- Aim of the exercise:
Using the records below, find every line that includes "subtype" and copy it.

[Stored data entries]
^^^^^^^^

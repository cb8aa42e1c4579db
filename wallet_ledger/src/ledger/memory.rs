//! In-process ledger backend.
//!
//! A single async mutex serializes commits, so every changeset is atomic with
//! respect to every other one. Used by tests and by the server's memory mode.

use async_trait::async_trait;
use chrono::Utc;
use rust_decimal::Decimal;
use std::collections::{HashMap, HashSet};
use tokio::sync::Mutex;
use uuid::Uuid;

use super::errors::{LedgerError, LedgerResult};
use super::models::{
    AccountId, AuditRecord, CasinoRound, EntryStatus, LedgerTransaction, TransactionId, Wallet,
    WalletId,
};
use super::store::{
    BetOrderWrite, CasinoActionKey, Changeset, Committed, CommittedLeg, HoldSettlement,
    LedgerStore,
};
use crate::bets::{BetLookup, BetOrder};

#[derive(Default)]
struct State {
    wallets: HashMap<WalletId, Wallet>,
    by_account: HashMap<AccountId, WalletId>,
    entries: Vec<LedgerTransaction>,
    entry_index: HashMap<TransactionId, usize>,
    by_reference: HashMap<String, usize>,
    bets: Vec<BetOrder>,
    rounds: HashMap<(String, String), CasinoRound>,
    audit: Vec<AuditRecord>,
}

impl State {
    fn bet_position(&self, bet_id: &str, betslip_id: &str) -> Option<usize> {
        self.bets
            .iter()
            .position(|b| b.bet_id == bet_id && b.betslip_id == betslip_id)
    }
}

/// Memory-backed implementation of [`LedgerStore`]
#[derive(Default)]
pub struct MemoryLedgerStore {
    state: Mutex<State>,
}

impl MemoryLedgerStore {
    pub fn new() -> Self {
        Self::default()
    }
}

#[async_trait]
impl LedgerStore for MemoryLedgerStore {
    async fn create_wallet(&self, account_id: AccountId, currency: &str) -> LedgerResult<Wallet> {
        let mut state = self.state.lock().await;
        if let Some(id) = state.by_account.get(&account_id) {
            return Ok(state.wallets[id].clone());
        }

        let wallet = Wallet {
            id: Uuid::new_v4(),
            account_id,
            balance: Decimal::ZERO,
            hold_balance: Decimal::ZERO,
            currency: currency.to_string(),
            version: 0,
            last_transaction_at: None,
            created_at: Utc::now(),
        };
        state.by_account.insert(account_id, wallet.id);
        state.wallets.insert(wallet.id, wallet.clone());
        Ok(wallet)
    }

    async fn wallet(&self, wallet_id: WalletId) -> LedgerResult<Wallet> {
        let state = self.state.lock().await;
        state
            .wallets
            .get(&wallet_id)
            .cloned()
            .ok_or_else(|| LedgerError::WalletNotFound(wallet_id.to_string()))
    }

    async fn wallet_by_account(&self, account_id: AccountId) -> LedgerResult<Wallet> {
        let state = self.state.lock().await;
        state
            .by_account
            .get(&account_id)
            .and_then(|id| state.wallets.get(id))
            .cloned()
            .ok_or_else(|| LedgerError::WalletNotFound(format!("account {account_id}")))
    }

    async fn commit(&self, changeset: Changeset) -> LedgerResult<Committed> {
        let mut state = self.state.lock().await;
        let now = Utc::now();

        // Stage everything first; nothing is written until all checks pass.
        let mut staged: HashMap<WalletId, Wallet> = HashMap::new();
        let mut settlements: Vec<(usize, HoldSettlement)> = Vec::new();
        let mut references: HashSet<String> = HashSet::new();
        let mut legs = Vec::with_capacity(changeset.legs.len());

        for leg in changeset.legs {
            let mut wallet = match staged.get(&leg.wallet_id) {
                Some(wallet) => wallet.clone(),
                None => state
                    .wallets
                    .get(&leg.wallet_id)
                    .cloned()
                    .ok_or_else(|| LedgerError::WalletNotFound(leg.wallet_id.to_string()))?,
            };

            if let Some(settle) = leg.settle_hold {
                let index = state
                    .entry_index
                    .get(&settle.hold_id)
                    .copied()
                    .filter(|&i| {
                        let hold = &state.entries[i];
                        hold.wallet_id == leg.wallet_id && hold.is_pending_hold()
                    })
                    .filter(|&i| settlements.iter().all(|(j, _)| *j != i))
                    .ok_or(LedgerError::HoldNotFound(settle.hold_id))?;
                settlements.push((index, settle));
            }

            let balance = wallet.balance + leg.balance_delta;
            if balance < Decimal::ZERO {
                return Err(LedgerError::InsufficientBalance {
                    available: wallet.balance,
                    required: -leg.balance_delta,
                });
            }
            let hold_balance = wallet.hold_balance + leg.hold_delta;
            if hold_balance < Decimal::ZERO {
                return Err(LedgerError::InsufficientHoldBalance {
                    held: wallet.hold_balance,
                    required: -leg.hold_delta,
                });
            }

            wallet.balance = balance;
            wallet.hold_balance = hold_balance;
            wallet.version += 1;
            wallet.last_transaction_at = Some(now);

            let entry = match leg.entry {
                Some(new) => {
                    if let Some(reference) = &new.reference {
                        if state.by_reference.contains_key(reference)
                            || !references.insert(reference.clone())
                        {
                            return Err(LedgerError::DuplicateReference(reference.clone()));
                        }
                    }
                    Some(LedgerTransaction {
                        id: Uuid::new_v4(),
                        wallet_id: wallet.id,
                        amount: new.amount,
                        entry_type: new.entry_type,
                        status: new.status,
                        category: new.category,
                        reference: new.reference,
                        resulting_balance: balance,
                        metadata: new.metadata,
                        created_at: now,
                        completed_at: (new.status == EntryStatus::Completed).then_some(now),
                    })
                }
                None => None,
            };

            staged.insert(wallet.id, wallet.clone());
            legs.push(CommittedLeg { wallet, entry });
        }

        let mut inserted: Vec<(String, String)> = Vec::new();
        for write in &changeset.bets {
            match write {
                BetOrderWrite::Insert(bet) => {
                    let key = (bet.bet_id.clone(), bet.betslip_id.clone());
                    if state.bet_position(&bet.bet_id, &bet.betslip_id).is_some()
                        || inserted.contains(&key)
                    {
                        return Err(LedgerError::DuplicateBetOrder(format!(
                            "{}/{}",
                            bet.bet_id, bet.betslip_id
                        )));
                    }
                    inserted.push(key);
                }
                BetOrderWrite::Update(bet) => {
                    if !state.bets.iter().any(|b| b.id == bet.id) {
                        return Err(LedgerError::BetOrderNotFound(bet.id.to_string()));
                    }
                }
            }
        }

        // Apply
        for (index, settle) in settlements {
            let hold = &mut state.entries[index];
            hold.status = settle.status;
            hold.category = settle.category;
            hold.metadata = settle.metadata;
            if settle.status == EntryStatus::Completed {
                hold.completed_at = Some(now);
            }
        }
        for (id, wallet) in staged {
            state.wallets.insert(id, wallet);
        }
        for leg in &legs {
            if let Some(entry) = &leg.entry {
                let index = state.entries.len();
                state.entry_index.insert(entry.id, index);
                if let Some(reference) = &entry.reference {
                    state.by_reference.insert(reference.clone(), index);
                }
                state.entries.push(entry.clone());
            }
        }
        for write in changeset.bets {
            match write {
                BetOrderWrite::Insert(bet) => state.bets.push(bet),
                BetOrderWrite::Update(bet) => {
                    if let Some(slot) = state.bets.iter_mut().find(|b| b.id == bet.id) {
                        *slot = bet;
                    }
                }
            }
        }
        state.audit.extend(changeset.audit);

        Ok(Committed { legs })
    }

    async fn transaction(&self, id: TransactionId) -> LedgerResult<Option<LedgerTransaction>> {
        let state = self.state.lock().await;
        Ok(state.entry_index.get(&id).map(|&i| state.entries[i].clone()))
    }

    async fn find_by_reference(&self, reference: &str) -> LedgerResult<Option<LedgerTransaction>> {
        let state = self.state.lock().await;
        Ok(state
            .by_reference
            .get(reference)
            .map(|&i| state.entries[i].clone()))
    }

    async fn find_casino_action(
        &self,
        key: &CasinoActionKey,
    ) -> LedgerResult<Option<LedgerTransaction>> {
        let state = self.state.lock().await;
        Ok(state
            .entries
            .iter()
            .filter(|e| e.status == EntryStatus::Completed)
            .find(|e| {
                e.metadata.as_casino().is_some_and(|meta| {
                    meta.game_id == key.game_id
                        && meta.action_id == key.action_id
                        && key
                            .subtype
                            .as_ref()
                            .is_none_or(|subtype| meta.subtype.as_ref() == Some(subtype))
                })
            })
            .cloned())
    }

    async fn history(
        &self,
        wallet_id: WalletId,
        limit: i64,
    ) -> LedgerResult<Vec<LedgerTransaction>> {
        let state = self.state.lock().await;
        let limit = usize::try_from(limit).unwrap_or(0);
        Ok(state
            .entries
            .iter()
            .rev()
            .filter(|e| e.wallet_id == wallet_id)
            .take(limit)
            .cloned()
            .collect())
    }

    async fn pending_holds(&self, wallet_id: WalletId) -> LedgerResult<Vec<LedgerTransaction>> {
        let state = self.state.lock().await;
        Ok(state
            .entries
            .iter()
            .filter(|e| e.wallet_id == wallet_id && e.is_pending_hold())
            .cloned()
            .collect())
    }

    async fn bet_order(&self, lookup: &BetLookup) -> LedgerResult<Option<BetOrder>> {
        let state = self.state.lock().await;
        Ok(state.bets.iter().find(|b| lookup.matches(b)).cloned())
    }

    async fn upsert_round(&self, round: &CasinoRound) -> LedgerResult<()> {
        let mut state = self.state.lock().await;
        state.rounds.insert(
            (round.game_id.clone(), round.user_id.clone()),
            round.clone(),
        );
        Ok(())
    }

    async fn round(&self, game_id: &str, user_id: &str) -> LedgerResult<Option<CasinoRound>> {
        let state = self.state.lock().await;
        Ok(state
            .rounds
            .get(&(game_id.to_string(), user_id.to_string()))
            .cloned())
    }

    async fn audit_trail(&self, subject_id: Uuid) -> LedgerResult<Vec<AuditRecord>> {
        let state = self.state.lock().await;
        Ok(state
            .audit
            .iter()
            .filter(|r| r.subject_id == subject_id)
            .cloned()
            .collect())
    }

    async fn health_check(&self) -> LedgerResult<()> {
        Ok(())
    }
}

^^^^^^^^

- Finished task:
                            .subtype
                            .is_none_or(|subtype| meta.subtype.as_ref() == Some(subtype))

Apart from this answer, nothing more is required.